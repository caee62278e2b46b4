//! Colors of the page and the dialog, resolved from settings and terminal capabilities.

use crate::kernel::services::ports::ThemeSettings;
use crate::ui::core::style::{Color, Mod, Style};
use crate::ui::widgets::{ButtonStyles, DialogStyles};

#[derive(Debug, Clone, PartialEq, Eq)]
pub struct UiTheme {
    pub page_fg: Color,
    pub header_fg: Color,
    pub muted_fg: Color,
    /// `Reset` leaves the page colors in place and only dims them.
    pub backdrop_bg: Color,
    pub panel_bg: Color,
    pub panel_fg: Color,
    pub panel_border: Color,
    pub heading_fg: Color,
    pub link_fg: Color,
    pub focus_bg: Color,
    pub focus_fg: Color,
    pub hover_bg: Color,
}

#[derive(Debug, Clone, Copy, PartialEq, Eq)]
pub enum TerminalColorSupport {
    TrueColor,
    Ansi256,
    Ansi16,
}

pub fn detect_terminal_color_support() -> TerminalColorSupport {
    if let Ok(value) = std::env::var("ZMODAL_COLOR_SUPPORT") {
        if let Some(support) = parse_color_support(&value) {
            return support;
        }
    }

    let colorterm = std::env::var("COLORTERM")
        .unwrap_or_default()
        .to_ascii_lowercase();
    let term = std::env::var("TERM")
        .unwrap_or_default()
        .to_ascii_lowercase();
    color_support_from_env(&colorterm, &term)
}

fn parse_color_support(value: &str) -> Option<TerminalColorSupport> {
    match value.trim().to_ascii_lowercase().as_str() {
        "truecolor" | "24bit" | "rgb" => Some(TerminalColorSupport::TrueColor),
        "256" | "ansi256" => Some(TerminalColorSupport::Ansi256),
        "16" | "ansi16" | "basic" => Some(TerminalColorSupport::Ansi16),
        _ => None,
    }
}

fn color_support_from_env(colorterm: &str, term: &str) -> TerminalColorSupport {
    let direct = |s: &str| s.contains("truecolor") || s.contains("24bit") || s.contains("direct");
    if direct(colorterm) || direct(term) {
        return TerminalColorSupport::TrueColor;
    }
    if term.contains("256color") {
        return TerminalColorSupport::Ansi256;
    }
    TerminalColorSupport::Ansi16
}

impl Default for UiTheme {
    fn default() -> Self {
        Self {
            page_fg: Color::Reset,
            header_fg: Color::Indexed(6), // Cyan
            muted_fg: Color::Indexed(8),  // DarkGray
            backdrop_bg: Color::Reset,
            panel_bg: Color::Reset,
            panel_fg: Color::Indexed(15),     // White
            panel_border: Color::Indexed(6),  // Cyan
            heading_fg: Color::Indexed(6),    // Cyan
            link_fg: Color::Indexed(12),      // LightBlue
            focus_bg: Color::Indexed(6),      // Cyan
            focus_fg: Color::Indexed(0),      // Black
            hover_bg: Color::Indexed(8),      // DarkGray
        }
    }
}

impl UiTheme {
    pub fn from_settings(settings: &ThemeSettings) -> Self {
        let mut theme = Self::default();
        theme.apply_settings(settings);
        theme
    }

    pub fn adapt_to_terminal_capabilities(&mut self) {
        self.apply_color_support(detect_terminal_color_support());
    }

    fn apply_color_support(&mut self, support: TerminalColorSupport) {
        if support == TerminalColorSupport::TrueColor {
            return;
        }

        for slot in [
            &mut self.page_fg,
            &mut self.header_fg,
            &mut self.muted_fg,
            &mut self.backdrop_bg,
            &mut self.panel_bg,
            &mut self.panel_fg,
            &mut self.panel_border,
            &mut self.heading_fg,
            &mut self.link_fg,
            &mut self.focus_bg,
            &mut self.focus_fg,
            &mut self.hover_bg,
        ] {
            *slot = map_color_for_support(*slot, support);
        }
    }

    /// Unknown color names are ignored and keep the current value.
    pub fn apply_settings(&mut self, settings: &ThemeSettings) {
        apply_color(&mut self.backdrop_bg, &settings.backdrop_bg);
        apply_color(&mut self.panel_bg, &settings.panel_bg);
        apply_color(&mut self.panel_fg, &settings.panel_fg);
        apply_color(&mut self.panel_border, &settings.panel_border);
        apply_color(&mut self.heading_fg, &settings.heading_fg);
        apply_color(&mut self.link_fg, &settings.link_fg);
        apply_color(&mut self.focus_bg, &settings.focus_bg);
        apply_color(&mut self.focus_fg, &settings.focus_fg);
        apply_color(&mut self.hover_bg, &settings.hover_bg);
        apply_color(&mut self.muted_fg, &settings.muted_fg);
    }

    pub fn focused_style(&self) -> Style {
        Style::default()
            .fg(self.focus_fg)
            .bg(self.focus_bg)
            .add_mod(Mod::BOLD)
    }

    pub fn hovered_style(&self) -> Style {
        Style::default().bg(self.hover_bg)
    }

    pub fn trigger_styles(&self) -> ButtonStyles {
        ButtonStyles {
            base: Style::default().fg(self.header_fg),
            hovered: self.hovered_style(),
            focused: self.focused_style(),
        }
    }

    pub fn dialog_styles(&self) -> DialogStyles {
        let mut backdrop = Style::default().add_mod(Mod::DIM);
        if self.backdrop_bg != Color::Reset {
            backdrop = backdrop.bg(self.backdrop_bg);
        }
        let panel = Style::default().fg(self.panel_fg).bg(self.panel_bg);

        DialogStyles {
            backdrop,
            panel,
            border: panel.fg(self.panel_border),
            heading: panel.fg(self.heading_fg),
            body: panel,
            link: panel.fg(self.link_fg),
            button: panel,
            hovered: self.hovered_style(),
            focused: self.focused_style(),
        }
    }
}

fn apply_color(slot: &mut Color, value: &Option<String>) {
    if let Some(c) = value.as_deref().and_then(parse_color) {
        *slot = c;
    }
}

fn map_color_for_support(color: Color, support: TerminalColorSupport) -> Color {
    match (support, color) {
        (TerminalColorSupport::TrueColor, value) => value,
        (_, Color::Reset) => Color::Reset,
        (TerminalColorSupport::Ansi256, Color::Rgb(r, g, b)) => {
            Color::Indexed(rgb_to_ansi256_index(r, g, b))
        }
        (TerminalColorSupport::Ansi256, Color::Indexed(i)) => Color::Indexed(i),
        (TerminalColorSupport::Ansi16, Color::Rgb(r, g, b)) => {
            Color::Indexed(rgb_to_ansi16_index(r, g, b))
        }
        (TerminalColorSupport::Ansi16, Color::Indexed(i)) if i <= 15 => Color::Indexed(i),
        (TerminalColorSupport::Ansi16, Color::Indexed(i)) => {
            let (r, g, b) = ansi256_index_to_rgb(i);
            Color::Indexed(rgb_to_ansi16_index(r, g, b))
        }
    }
}

fn rgb_to_ansi256_index(r: u8, g: u8, b: u8) -> u8 {
    nearest_index((0u16..=255).map(|i| ansi256_index_to_rgb(i as u8)), (r, g, b))
}

fn rgb_to_ansi16_index(r: u8, g: u8, b: u8) -> u8 {
    nearest_index(ANSI16_RGB.iter().copied(), (r, g, b))
}

fn nearest_index(palette: impl Iterator<Item = (u8, u8, u8)>, target: (u8, u8, u8)) -> u8 {
    let mut best_index = 0u8;
    let mut best_distance = u32::MAX;
    for (index, candidate) in palette.enumerate() {
        let distance = color_distance_sq(target, candidate);
        if distance < best_distance {
            best_distance = distance;
            best_index = index as u8;
        }
    }
    best_index
}

fn ansi256_index_to_rgb(index: u8) -> (u8, u8, u8) {
    if index <= 15 {
        return ANSI16_RGB[index as usize];
    }

    if (16..=231).contains(&index) {
        let level = [0u8, 95, 135, 175, 215, 255];
        let offset = index - 16;
        let r = level[(offset / 36) as usize];
        let g = level[((offset / 6) % 6) as usize];
        let b = level[(offset % 6) as usize];
        return (r, g, b);
    }

    let gray = 8u8.saturating_add((index - 232).saturating_mul(10));
    (gray, gray, gray)
}

fn color_distance_sq(a: (u8, u8, u8), b: (u8, u8, u8)) -> u32 {
    let dr = i32::from(a.0) - i32::from(b.0);
    let dg = i32::from(a.1) - i32::from(b.1);
    let db = i32::from(a.2) - i32::from(b.2);
    (dr * dr + dg * dg + db * db) as u32
}

const ANSI16_RGB: [(u8, u8, u8); 16] = [
    (0, 0, 0),
    (205, 0, 0),
    (0, 205, 0),
    (205, 205, 0),
    (0, 0, 238),
    (205, 0, 205),
    (0, 205, 205),
    (229, 229, 229),
    (127, 127, 127),
    (255, 0, 0),
    (0, 255, 0),
    (255, 255, 0),
    (92, 92, 255),
    (255, 0, 255),
    (0, 255, 255),
    (255, 255, 255),
];

pub fn parse_color(value: &str) -> Option<Color> {
    let v = value.trim();
    if v.is_empty() {
        return None;
    }

    if let Some(hex) = v.strip_prefix('#') {
        if hex.len() == 6 && hex.is_ascii() {
            let r = u8::from_str_radix(&hex[0..2], 16).ok()?;
            let g = u8::from_str_radix(&hex[2..4], 16).ok()?;
            let b = u8::from_str_radix(&hex[4..6], 16).ok()?;
            return Some(Color::Rgb(r, g, b));
        }
        return None;
    }

    let v = v.to_ascii_lowercase();
    let c = match v.as_str() {
        "reset" => Color::Reset,
        "black" => Color::Indexed(0),
        "red" => Color::Indexed(1),
        "green" => Color::Indexed(2),
        "yellow" => Color::Indexed(3),
        "blue" => Color::Indexed(4),
        "magenta" => Color::Indexed(5),
        "cyan" => Color::Indexed(6),
        "gray" | "grey" => Color::Indexed(7),
        "dark_gray" | "darkgrey" => Color::Indexed(8),
        "white" => Color::Indexed(15),
        "light_red" => Color::Indexed(9),
        "light_green" => Color::Indexed(10),
        "light_yellow" => Color::Indexed(11),
        "light_blue" => Color::Indexed(12),
        "light_magenta" => Color::Indexed(13),
        "light_cyan" => Color::Indexed(14),
        _ => return None,
    };

    Some(c)
}

#[cfg(test)]
#[path = "../../tests/unit/app/theme.rs"]
mod tests;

____

Directions for this task: Copy out every line of the material above that mentions the word "level".

Answer section:
        let level = [0u8, 95, 135, 175, 215, 255];
        let r = level[(offset / 36) as usize];
        let g = level[((offset / 6) % 6) as usize];
        let b = level[(offset % 6) as usize];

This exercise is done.